Hi, I finally made it to the Philippines and soon will have to go apply for my first extension for 29 days. I notice on the application that 2 character references in the Philippines are required but I do not know anybody here. Is it ok to add my girlfriend and her brother as references? Cannot add parents because they do not have a phone. My gf's family lives in the province and are poor. Any help would be appreciated, thanks!


----------



## bidrod (Mar 31, 2015)

I use my in-laws.


----------



## JM101 (Jan 6, 2015)

On an application that I did, the agent filled that part in with her name.

No worries.

JM101


----------



## M.C.A. (Feb 24, 2013)

*Long term plans?*



rinavic said:


> Hi, I finally made it to the Philippines and soon will have to go apply for my first extension for 29 days. I notice on the application that 2 character references in the Philippines are required but I do not know anybody here. Is it ok to add my girlfriend and her brother as references? Cannot add parents because they do not have a phone. My gf's family lives in the province and are poor. Any help would be appreciated, thanks!

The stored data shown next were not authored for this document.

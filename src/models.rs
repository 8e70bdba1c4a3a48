//! Model artifact sources and identity
//!
//! The model is an opaque binary blob supplied by the user; nothing here
//! inspects its internal format. For caching purposes an artifact is
//! identified by its name and byte length, which is cheap to compute for
//! file-backed sources (a metadata call, no read).

use crate::error::{InpaintError, Result};
use std::fmt;
use std::path::PathBuf;

/// Identity of a model artifact, used to decide session reuse.
///
/// Two artifacts with equal identity are assumed to be the same model. The
/// name + byte-length pair is a deliberate shortcut: it avoids hashing
/// multi-hundred-megabyte files on every run request.
#[derive(Debug, Clone, PartialEq, Eq)]
pub struct ModelIdentity {
    /// Artifact name (file name for file-backed sources)
    pub name: String,
    /// Artifact size in bytes
    pub byte_length: u64,
}

impl fmt::Display for ModelIdentity {
    fn fmt(&self, f: &mut fmt::Formatter<'_>) -> fmt::Result {
        write!(f, "file:{}:{}", self.name, self.byte_length)
    }
}

/// Source of a model artifact
#[derive(Debug, Clone)]
pub enum ModelSource {
    /// Model file on disk
    File(PathBuf),
    /// Model bytes already in memory (tests, embedders)
    Memory {
        /// Name used for identity and display
        name: String,
        /// Raw model bytes
        bytes: Vec<u8>,
    },
}

impl ModelSource {
    /// Human-readable name of the source
    #[must_use]
    pub fn display_name(&self) -> String {
        match self {
            Self::File(path) => path.file_name().map_or_else(
                || path.display().to_string(),
                |n| n.to_string_lossy().into_owned(),
            ),
            Self::Memory { name, .. } => name.clone(),
        }
    }

    /// Compute the artifact identity without loading the full contents.
    ///
    /// # Errors
    /// - [`InpaintError::ModelLoad`] if a file-backed source cannot be stat'ed
    pub fn identity(&self) -> Result<ModelIdentity> {
        match self {
            Self::File(path) => {
                let metadata = std::fs::metadata(path)
                    .map_err(|e| InpaintError::model_load_error("stat", path, &e.to_string()))?;
                Ok(ModelIdentity {
                    name: self.display_name(),
                    byte_length: metadata.len(),
                })
            },
            Self::Memory { name, bytes } => Ok(ModelIdentity {
                name: name.clone(),
                byte_length: bytes.len() as u64,
            }),
        }
    }

    /// Load the artifact bytes.
    ///
    /// # Errors
    /// - [`InpaintError::ModelLoad`] if a file-backed source cannot be read
    pub fn load(&self) -> Result<ModelArtifact> {
        let identity = self.identity()?;
        let data = match self {
            Self::File(path) => std::fs::read(path)
                .map_err(|e| InpaintError::model_load_error("read", path, &e.to_string()))?,
            Self::Memory { bytes, .. } => bytes.clone(),
        };
        Ok(ModelArtifact { identity, data })
    }
}

/// A loaded model artifact: identity plus raw bytes
#[derive(Debug, Clone)]
pub struct ModelArtifact {
    /// Identity computed at load time
    pub identity: ModelIdentity,
    /// Raw model bytes, handed to the inference backend as-is
    pub data: Vec<u8>,
}

#[cfg(test)]
mod tests {
    use super::*;
    use std::io::Write;

    fn memory_source(name: &str, len: usize) -> ModelSource {
        ModelSource::Memory {
            name: name.to_string(),
            bytes: vec![0u8; len],
        }
    }

    #[test]
    fn test_memory_identity() {
        let source = memory_source("lama_fp32.onnx", 1234);
        let identity = source.identity().unwrap();
        assert_eq!(identity.name, "lama_fp32.onnx");
        assert_eq!(identity.byte_length, 1234);
        assert_eq!(identity.to_string(), "file:lama_fp32.onnx:1234");
    }

    #[test]
    fn test_identity_distinguishes_name_and_length() {
        let a = memory_source("model-a.onnx", 100).identity().unwrap();
        let b = memory_source("model-b.onnx", 100).identity().unwrap();
        let a_longer = memory_source("model-a.onnx", 101).identity().unwrap();
        assert_ne!(a, b);
        assert_ne!(a, a_longer);
        assert_eq!(a, memory_source("model-a.onnx", 100).identity().unwrap());
    }

    #[test]
    fn test_file_identity_and_load() {
        let dir = tempfile::tempdir().unwrap();
        let path = dir.path().join("tiny.onnx");
        let mut file = std::fs::File::create(&path).unwrap();
        file.write_all(b"not a real graph").unwrap();
        drop(file);

        let source = ModelSource::File(path);
        let identity = source.identity().unwrap();
        assert_eq!(identity.name, "tiny.onnx");
        assert_eq!(identity.byte_length, 16);

        let artifact = source.load().unwrap();
        assert_eq!(artifact.data, b"not a real graph");
        assert_eq!(artifact.identity, identity);
    }

    #[test]
    fn test_missing_file_is_model_load_error() {
        let source = ModelSource::File(PathBuf::from("/nonexistent/model.onnx"));
        let err = source.identity().unwrap_err();
        assert!(matches!(err, InpaintError::ModelLoad(_)));
    }
}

Hi Rinavic, I know that in-laws are poor feeling, good luck with that. Do you have any long-term plans to stay here or is this just a long vacation for you, just curious because the costs keep adding up from all angles. :confused2:


----------



## Tukaram (Dec 18, 2014)

Put anybody you want. I put my wife and a cousin. When I first came we only needed 1 reference, they never check anyway. <Snip> I would put her parents and my phone number ha ha...


----------



## JShannon (Jan 28, 2014)

I used my Wife and a relative of hers before getting my 13A, as said above, nobody ever checked.


----------



## rinavic (Mar 16, 2015)

Thanks for your help, i have one more question, what should i check for reason of extension ?
should i check pleasure ? or others reason specify, is it ok to say that im visiting my girlfriend?


----------



## rinavic (Mar 16, 2015)

mcalleyboy said:


> Hi Rinavic, I know that in-laws are poor feeling, good luck with that. Do you have any long-term plans to stay here or is this just a long vacation for you, just curious because the costs keep adding up from all angles. :confused2:






My plan is to get married later and sponsor my wife back to canada.
Because of the long processing times it could take maybe two years to do everything.

<Snip>


----------



## cvgtpc1 (Jul 28, 2012)

Wife's cousin married a Canadian Jan 2014 and he was able to come back and bring her home exactly a year later.


----------



## Gary D (Oct 28, 2013)

rinavic said:


> Thanks for your help, i have one more question, what should i check for reason of extension ?
> should i check pleasure ? or others reason specify, is it ok to say that im visiting my girlfriend?


I'd put pleasure to be safe.


----------



## M.C.A. (Feb 24, 2013)

*Reason for extension*



rinavic said:


> Thanks for your help, i have one more question, what should i check for reason of extension ?
> should i check pleasure ? or others reason specify, is it ok to say that im visiting my girlfriend?


Well now I'm somewhat confused because you've said you're getting married so wouldn't she be your Finance, you're trying to work the marriage documents, I don't see why the truth can't be divulged, later when the PBI start asking more questions about your relationship.

I hope you get more responses but if you still haven't determined she's the one yet, I'm with Jon, I'd say your extending as a tourist.


----------



## JM101 (Jan 6, 2015)

I just renewed today and added my GF/Fiance as my reference.

Only needed one.

JM101


----------



## lkarlovsky (Jan 4, 2013)

JM101 said:


> I just renewed today and added my GF/Fiance as my reference.
> 
> Only needed one.
> 
> JM101


 I always go the BI in Manila. Have always used my GF and her Mom as reference no one ever questions or contacts them. As to the reason I would think tourist or pleasure is reason enough. In the Philippines best to be honest but not complicate things if still working on your marraige approval. Not sure if that form is even looked at once you pass it through the window but as my lawyer always says ”tell the truth in as few words as you can and only exactly what they ask, Never ever provide the rope”


----------